[Opening STUDY MATERIAL section]

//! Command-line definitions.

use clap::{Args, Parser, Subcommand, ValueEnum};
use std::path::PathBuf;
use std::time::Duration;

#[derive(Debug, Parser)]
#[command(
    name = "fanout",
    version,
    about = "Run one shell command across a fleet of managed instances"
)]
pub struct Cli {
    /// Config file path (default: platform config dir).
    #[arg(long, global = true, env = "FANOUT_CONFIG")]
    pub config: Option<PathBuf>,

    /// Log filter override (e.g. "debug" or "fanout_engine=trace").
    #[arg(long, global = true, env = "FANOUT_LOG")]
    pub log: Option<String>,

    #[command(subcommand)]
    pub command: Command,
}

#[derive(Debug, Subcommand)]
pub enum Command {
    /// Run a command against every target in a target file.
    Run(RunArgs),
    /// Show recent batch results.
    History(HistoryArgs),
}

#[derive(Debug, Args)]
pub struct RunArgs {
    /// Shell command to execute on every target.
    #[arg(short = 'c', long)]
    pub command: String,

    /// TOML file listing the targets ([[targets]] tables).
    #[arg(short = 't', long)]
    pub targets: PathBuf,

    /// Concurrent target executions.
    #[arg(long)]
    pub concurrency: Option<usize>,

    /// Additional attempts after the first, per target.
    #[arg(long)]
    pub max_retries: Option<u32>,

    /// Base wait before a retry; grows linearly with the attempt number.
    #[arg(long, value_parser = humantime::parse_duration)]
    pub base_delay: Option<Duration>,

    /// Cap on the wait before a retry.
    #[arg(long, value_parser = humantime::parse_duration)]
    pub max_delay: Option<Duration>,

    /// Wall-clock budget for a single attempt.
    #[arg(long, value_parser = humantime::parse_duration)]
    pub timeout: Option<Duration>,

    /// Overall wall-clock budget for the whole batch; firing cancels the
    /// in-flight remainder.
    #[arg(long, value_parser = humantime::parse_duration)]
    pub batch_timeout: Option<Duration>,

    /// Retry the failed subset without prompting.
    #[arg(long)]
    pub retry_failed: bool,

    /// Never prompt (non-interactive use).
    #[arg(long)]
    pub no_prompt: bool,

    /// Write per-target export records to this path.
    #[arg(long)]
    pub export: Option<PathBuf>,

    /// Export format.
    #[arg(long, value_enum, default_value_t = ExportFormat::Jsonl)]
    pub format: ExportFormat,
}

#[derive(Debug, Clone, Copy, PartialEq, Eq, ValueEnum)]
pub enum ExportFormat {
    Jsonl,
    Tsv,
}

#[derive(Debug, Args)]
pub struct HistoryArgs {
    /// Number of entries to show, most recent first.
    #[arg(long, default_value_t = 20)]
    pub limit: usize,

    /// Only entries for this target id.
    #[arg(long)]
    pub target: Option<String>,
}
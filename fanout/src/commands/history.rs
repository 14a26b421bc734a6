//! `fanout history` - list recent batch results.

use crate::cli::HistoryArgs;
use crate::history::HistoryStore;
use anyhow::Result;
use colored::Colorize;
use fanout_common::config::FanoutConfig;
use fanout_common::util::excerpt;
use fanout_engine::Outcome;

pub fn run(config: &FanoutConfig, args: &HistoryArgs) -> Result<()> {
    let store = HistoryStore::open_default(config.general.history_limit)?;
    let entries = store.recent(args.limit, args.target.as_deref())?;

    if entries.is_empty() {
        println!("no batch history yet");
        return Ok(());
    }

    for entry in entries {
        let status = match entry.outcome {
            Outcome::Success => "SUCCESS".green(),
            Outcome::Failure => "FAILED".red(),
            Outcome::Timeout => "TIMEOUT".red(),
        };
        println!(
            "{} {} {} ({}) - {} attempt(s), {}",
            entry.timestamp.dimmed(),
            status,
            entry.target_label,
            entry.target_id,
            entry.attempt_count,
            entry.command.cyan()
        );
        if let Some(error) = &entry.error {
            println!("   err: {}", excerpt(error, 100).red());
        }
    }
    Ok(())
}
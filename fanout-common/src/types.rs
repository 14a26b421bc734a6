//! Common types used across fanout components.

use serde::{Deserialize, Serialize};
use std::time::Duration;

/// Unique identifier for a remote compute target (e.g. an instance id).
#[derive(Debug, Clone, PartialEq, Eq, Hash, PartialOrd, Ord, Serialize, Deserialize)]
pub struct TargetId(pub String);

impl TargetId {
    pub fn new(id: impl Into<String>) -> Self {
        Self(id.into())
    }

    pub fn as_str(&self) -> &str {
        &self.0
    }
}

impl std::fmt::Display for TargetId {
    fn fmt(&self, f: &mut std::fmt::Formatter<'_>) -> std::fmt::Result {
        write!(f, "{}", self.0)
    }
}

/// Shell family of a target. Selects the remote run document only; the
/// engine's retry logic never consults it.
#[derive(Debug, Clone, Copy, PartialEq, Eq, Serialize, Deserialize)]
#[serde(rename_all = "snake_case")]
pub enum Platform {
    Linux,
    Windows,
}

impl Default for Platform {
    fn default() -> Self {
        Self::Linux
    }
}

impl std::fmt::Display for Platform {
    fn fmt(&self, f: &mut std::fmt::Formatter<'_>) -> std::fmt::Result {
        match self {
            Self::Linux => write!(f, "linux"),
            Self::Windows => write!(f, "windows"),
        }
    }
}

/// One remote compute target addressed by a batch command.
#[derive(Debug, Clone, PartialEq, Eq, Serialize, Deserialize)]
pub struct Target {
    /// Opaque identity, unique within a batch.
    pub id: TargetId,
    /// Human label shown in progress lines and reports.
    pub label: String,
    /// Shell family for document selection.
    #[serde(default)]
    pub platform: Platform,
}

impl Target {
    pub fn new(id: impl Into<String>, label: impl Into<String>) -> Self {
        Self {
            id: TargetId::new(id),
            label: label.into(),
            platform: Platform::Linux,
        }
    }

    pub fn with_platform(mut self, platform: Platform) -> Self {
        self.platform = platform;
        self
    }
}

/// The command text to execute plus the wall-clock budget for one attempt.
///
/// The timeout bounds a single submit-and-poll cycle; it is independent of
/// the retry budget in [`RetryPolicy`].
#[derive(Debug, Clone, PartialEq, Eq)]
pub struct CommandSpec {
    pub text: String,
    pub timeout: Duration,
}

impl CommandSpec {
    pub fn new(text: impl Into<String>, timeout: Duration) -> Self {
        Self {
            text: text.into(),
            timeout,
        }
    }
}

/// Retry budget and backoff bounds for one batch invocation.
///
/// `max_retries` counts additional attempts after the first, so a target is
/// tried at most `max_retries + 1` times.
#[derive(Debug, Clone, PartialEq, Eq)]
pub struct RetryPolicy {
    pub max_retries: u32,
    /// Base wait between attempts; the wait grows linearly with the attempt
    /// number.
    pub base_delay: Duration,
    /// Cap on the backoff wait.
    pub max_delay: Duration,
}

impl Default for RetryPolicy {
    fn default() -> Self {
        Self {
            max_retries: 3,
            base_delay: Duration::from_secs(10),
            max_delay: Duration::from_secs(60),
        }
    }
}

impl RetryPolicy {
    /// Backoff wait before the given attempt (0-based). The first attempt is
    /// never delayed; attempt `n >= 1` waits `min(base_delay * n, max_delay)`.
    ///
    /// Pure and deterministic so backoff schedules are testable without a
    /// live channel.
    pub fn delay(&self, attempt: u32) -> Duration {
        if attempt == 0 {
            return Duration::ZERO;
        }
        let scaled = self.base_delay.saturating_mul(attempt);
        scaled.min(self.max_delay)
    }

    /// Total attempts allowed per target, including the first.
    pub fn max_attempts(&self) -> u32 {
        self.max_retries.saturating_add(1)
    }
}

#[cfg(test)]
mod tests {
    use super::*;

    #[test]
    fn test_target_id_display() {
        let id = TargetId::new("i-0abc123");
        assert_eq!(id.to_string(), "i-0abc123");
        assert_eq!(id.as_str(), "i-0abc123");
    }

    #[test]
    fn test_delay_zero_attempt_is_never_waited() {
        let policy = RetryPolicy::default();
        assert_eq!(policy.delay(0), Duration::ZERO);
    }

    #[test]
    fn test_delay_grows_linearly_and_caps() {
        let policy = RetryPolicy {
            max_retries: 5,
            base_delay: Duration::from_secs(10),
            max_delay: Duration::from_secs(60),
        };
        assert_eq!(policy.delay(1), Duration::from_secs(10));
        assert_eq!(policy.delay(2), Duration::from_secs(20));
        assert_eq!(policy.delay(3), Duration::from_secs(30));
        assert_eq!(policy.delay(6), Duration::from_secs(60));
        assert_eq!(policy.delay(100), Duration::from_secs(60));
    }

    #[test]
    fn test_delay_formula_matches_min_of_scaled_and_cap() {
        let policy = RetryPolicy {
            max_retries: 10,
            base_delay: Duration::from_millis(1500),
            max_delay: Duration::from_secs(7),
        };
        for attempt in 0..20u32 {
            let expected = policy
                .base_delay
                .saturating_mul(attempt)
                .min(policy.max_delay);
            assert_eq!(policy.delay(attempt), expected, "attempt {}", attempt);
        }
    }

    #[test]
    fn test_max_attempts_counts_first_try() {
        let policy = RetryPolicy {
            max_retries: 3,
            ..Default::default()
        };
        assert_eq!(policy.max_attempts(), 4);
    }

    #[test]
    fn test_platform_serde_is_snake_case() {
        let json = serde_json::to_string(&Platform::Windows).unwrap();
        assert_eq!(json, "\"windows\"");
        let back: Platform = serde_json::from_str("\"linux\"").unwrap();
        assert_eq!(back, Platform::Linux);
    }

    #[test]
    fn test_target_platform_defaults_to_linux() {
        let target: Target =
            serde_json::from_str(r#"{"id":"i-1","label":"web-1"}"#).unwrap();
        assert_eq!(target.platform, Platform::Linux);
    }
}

[Closing STUDY MATERIAL section]
[Opening STUDY MATERIAL section]

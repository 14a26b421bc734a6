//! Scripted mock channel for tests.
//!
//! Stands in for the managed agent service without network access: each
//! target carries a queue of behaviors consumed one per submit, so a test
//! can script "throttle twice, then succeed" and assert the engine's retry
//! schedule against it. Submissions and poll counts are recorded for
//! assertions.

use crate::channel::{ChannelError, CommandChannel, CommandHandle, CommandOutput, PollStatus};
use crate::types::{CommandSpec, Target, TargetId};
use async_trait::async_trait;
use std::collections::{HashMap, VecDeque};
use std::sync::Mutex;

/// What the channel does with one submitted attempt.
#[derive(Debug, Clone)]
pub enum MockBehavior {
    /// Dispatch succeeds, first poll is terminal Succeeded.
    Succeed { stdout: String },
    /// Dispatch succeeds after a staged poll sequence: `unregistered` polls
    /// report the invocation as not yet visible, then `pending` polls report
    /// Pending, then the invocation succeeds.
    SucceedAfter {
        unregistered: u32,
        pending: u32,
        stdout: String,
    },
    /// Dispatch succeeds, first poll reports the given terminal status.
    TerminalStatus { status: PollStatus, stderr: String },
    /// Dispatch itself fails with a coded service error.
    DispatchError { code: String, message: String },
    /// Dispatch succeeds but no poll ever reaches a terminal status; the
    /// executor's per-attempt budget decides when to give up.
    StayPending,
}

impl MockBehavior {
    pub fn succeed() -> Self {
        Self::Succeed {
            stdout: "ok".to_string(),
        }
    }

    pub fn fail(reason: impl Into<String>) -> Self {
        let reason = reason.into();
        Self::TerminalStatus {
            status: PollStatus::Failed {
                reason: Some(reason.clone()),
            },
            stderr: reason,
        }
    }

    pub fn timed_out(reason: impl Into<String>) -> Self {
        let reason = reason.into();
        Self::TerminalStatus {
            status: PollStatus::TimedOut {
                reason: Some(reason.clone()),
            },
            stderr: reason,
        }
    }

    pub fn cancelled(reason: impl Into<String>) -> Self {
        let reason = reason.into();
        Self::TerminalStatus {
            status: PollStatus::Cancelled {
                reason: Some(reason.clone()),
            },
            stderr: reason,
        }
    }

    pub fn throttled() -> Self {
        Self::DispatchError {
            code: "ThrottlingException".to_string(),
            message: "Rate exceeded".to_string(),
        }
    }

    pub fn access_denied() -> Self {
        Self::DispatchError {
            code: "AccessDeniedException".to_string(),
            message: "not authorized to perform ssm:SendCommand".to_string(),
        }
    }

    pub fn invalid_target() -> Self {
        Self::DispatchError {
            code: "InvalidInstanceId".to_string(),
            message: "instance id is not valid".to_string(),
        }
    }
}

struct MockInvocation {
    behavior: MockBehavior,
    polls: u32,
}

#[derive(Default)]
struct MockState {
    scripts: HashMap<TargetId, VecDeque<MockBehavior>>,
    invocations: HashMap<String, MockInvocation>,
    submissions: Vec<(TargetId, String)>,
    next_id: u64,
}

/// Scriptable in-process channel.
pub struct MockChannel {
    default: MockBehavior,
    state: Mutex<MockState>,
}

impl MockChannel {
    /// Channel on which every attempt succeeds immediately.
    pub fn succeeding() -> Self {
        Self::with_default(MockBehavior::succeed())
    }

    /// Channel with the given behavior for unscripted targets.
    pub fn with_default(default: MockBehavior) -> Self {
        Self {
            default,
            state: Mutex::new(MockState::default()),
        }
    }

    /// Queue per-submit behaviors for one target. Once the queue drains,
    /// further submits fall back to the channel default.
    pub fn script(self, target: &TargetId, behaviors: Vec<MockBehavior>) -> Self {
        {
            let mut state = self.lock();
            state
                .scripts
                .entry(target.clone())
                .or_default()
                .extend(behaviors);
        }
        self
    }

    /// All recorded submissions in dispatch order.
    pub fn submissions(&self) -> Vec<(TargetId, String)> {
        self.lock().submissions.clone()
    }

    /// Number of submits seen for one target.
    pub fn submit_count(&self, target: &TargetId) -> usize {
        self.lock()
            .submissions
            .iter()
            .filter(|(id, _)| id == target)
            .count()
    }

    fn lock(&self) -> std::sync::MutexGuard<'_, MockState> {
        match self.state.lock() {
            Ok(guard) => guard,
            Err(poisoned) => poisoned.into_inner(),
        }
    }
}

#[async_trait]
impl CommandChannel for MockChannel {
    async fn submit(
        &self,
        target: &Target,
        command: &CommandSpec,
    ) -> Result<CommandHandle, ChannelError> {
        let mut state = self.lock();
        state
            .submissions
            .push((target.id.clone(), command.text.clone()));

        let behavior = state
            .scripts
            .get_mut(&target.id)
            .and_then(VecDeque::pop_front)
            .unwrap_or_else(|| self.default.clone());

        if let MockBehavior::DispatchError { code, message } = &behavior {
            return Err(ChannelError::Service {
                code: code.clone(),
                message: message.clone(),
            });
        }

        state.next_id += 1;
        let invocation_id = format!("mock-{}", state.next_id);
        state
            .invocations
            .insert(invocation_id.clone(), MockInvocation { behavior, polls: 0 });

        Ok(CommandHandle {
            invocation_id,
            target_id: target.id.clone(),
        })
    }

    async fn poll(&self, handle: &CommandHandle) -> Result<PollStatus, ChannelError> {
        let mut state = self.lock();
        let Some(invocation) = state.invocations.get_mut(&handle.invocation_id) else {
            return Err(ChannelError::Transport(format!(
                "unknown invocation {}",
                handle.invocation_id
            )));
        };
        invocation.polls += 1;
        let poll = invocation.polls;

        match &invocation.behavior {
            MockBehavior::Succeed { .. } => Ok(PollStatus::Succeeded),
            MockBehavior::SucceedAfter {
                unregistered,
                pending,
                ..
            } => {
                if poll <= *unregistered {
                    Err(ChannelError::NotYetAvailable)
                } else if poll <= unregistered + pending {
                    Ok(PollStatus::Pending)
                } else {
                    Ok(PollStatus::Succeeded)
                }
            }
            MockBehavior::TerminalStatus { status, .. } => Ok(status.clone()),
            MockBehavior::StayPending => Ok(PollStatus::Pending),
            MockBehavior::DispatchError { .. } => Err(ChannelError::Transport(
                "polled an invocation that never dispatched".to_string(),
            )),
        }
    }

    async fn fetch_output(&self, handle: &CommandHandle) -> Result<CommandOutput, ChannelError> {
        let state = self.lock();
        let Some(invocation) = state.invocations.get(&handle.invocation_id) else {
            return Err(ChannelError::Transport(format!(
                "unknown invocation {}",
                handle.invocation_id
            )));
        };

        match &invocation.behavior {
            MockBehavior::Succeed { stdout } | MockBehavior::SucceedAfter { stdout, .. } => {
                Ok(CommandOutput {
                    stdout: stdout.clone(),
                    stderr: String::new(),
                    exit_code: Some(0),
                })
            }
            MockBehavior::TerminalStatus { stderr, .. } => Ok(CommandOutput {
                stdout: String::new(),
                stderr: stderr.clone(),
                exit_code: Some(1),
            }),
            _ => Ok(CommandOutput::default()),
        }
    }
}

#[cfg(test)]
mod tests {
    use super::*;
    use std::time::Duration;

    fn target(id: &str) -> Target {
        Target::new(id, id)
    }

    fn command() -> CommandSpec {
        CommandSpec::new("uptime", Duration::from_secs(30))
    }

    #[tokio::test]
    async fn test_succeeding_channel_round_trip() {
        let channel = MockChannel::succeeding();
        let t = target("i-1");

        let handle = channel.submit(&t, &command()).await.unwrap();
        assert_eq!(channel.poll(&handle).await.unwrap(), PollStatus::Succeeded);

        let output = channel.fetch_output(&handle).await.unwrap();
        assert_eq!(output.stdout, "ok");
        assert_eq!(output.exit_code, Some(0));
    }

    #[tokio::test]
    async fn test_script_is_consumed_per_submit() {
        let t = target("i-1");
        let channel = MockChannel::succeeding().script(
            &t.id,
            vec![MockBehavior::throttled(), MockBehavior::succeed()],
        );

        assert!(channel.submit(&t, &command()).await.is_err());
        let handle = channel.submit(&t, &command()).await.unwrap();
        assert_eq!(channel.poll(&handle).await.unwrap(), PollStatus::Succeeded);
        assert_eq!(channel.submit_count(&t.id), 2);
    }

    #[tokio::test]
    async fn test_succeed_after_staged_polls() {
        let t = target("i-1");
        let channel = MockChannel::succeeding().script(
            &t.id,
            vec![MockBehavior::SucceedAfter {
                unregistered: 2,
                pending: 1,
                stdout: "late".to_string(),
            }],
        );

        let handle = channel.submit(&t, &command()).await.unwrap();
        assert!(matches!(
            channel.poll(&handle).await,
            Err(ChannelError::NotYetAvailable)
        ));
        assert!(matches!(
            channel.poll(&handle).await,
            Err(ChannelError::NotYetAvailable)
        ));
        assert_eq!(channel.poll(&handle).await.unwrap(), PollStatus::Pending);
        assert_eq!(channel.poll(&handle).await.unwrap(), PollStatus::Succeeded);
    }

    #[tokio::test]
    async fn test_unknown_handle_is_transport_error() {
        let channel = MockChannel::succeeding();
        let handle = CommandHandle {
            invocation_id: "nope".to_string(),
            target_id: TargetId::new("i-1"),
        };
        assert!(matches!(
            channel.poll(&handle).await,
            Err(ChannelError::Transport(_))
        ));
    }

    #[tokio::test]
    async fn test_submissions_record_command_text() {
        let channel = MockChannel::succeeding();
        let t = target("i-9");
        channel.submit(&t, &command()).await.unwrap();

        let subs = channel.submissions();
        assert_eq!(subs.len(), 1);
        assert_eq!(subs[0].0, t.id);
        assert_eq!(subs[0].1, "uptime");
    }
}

[Closing STUDY MATERIAL section]

WHAT TO PRODUCE: Reproduce, exactly as they stand in the data above, the lines from the one that holds "wait grows linearly with the attempt" to the one that holds "for attempt in", inclusive.

REPLY TO THE EXERCISE:
    /// Base wait between attempts; the wait grows linearly with the attempt
    /// number.
    pub base_delay: Duration,
    /// Cap on the backoff wait.
    pub max_delay: Duration,
}

impl Default for RetryPolicy {
    fn default() -> Self {
        Self {
            max_retries: 3,
            base_delay: Duration::from_secs(10),
            max_delay: Duration::from_secs(60),
        }
    }
}

impl RetryPolicy {
    /// Backoff wait before the given attempt (0-based). The first attempt is
    /// never delayed; attempt `n >= 1` waits `min(base_delay * n, max_delay)`.
    ///
    /// Pure and deterministic so backoff schedules are testable without a
    /// live channel.
    pub fn delay(&self, attempt: u32) -> Duration {
        if attempt == 0 {
            return Duration::ZERO;
        }
        let scaled = self.base_delay.saturating_mul(attempt);
        scaled.min(self.max_delay)
    }

    /// Total attempts allowed per target, including the first.
    pub fn max_attempts(&self) -> u32 {
        self.max_retries.saturating_add(1)
    }
}

#[cfg(test)]
mod tests {
    use super::*;

    #[test]
    fn test_target_id_display() {
        let id = TargetId::new("i-0abc123");
        assert_eq!(id.to_string(), "i-0abc123");
        assert_eq!(id.as_str(), "i-0abc123");
    }

    #[test]
    fn test_delay_zero_attempt_is_never_waited() {
        let policy = RetryPolicy::default();
        assert_eq!(policy.delay(0), Duration::ZERO);
    }

    #[test]
    fn test_delay_grows_linearly_and_caps() {
        let policy = RetryPolicy {
            max_retries: 5,
            base_delay: Duration::from_secs(10),
            max_delay: Duration::from_secs(60),
        };
        assert_eq!(policy.delay(1), Duration::from_secs(10));
        assert_eq!(policy.delay(2), Duration::from_secs(20));
        assert_eq!(policy.delay(3), Duration::from_secs(30));
        assert_eq!(policy.delay(6), Duration::from_secs(60));
        assert_eq!(policy.delay(100), Duration::from_secs(60));
    }

    #[test]
    fn test_delay_formula_matches_min_of_scaled_and_cap() {
        let policy = RetryPolicy {
            max_retries: 10,
            base_delay: Duration::from_millis(1500),
            max_delay: Duration::from_secs(7),
        };
        for attempt in 0..20u32 {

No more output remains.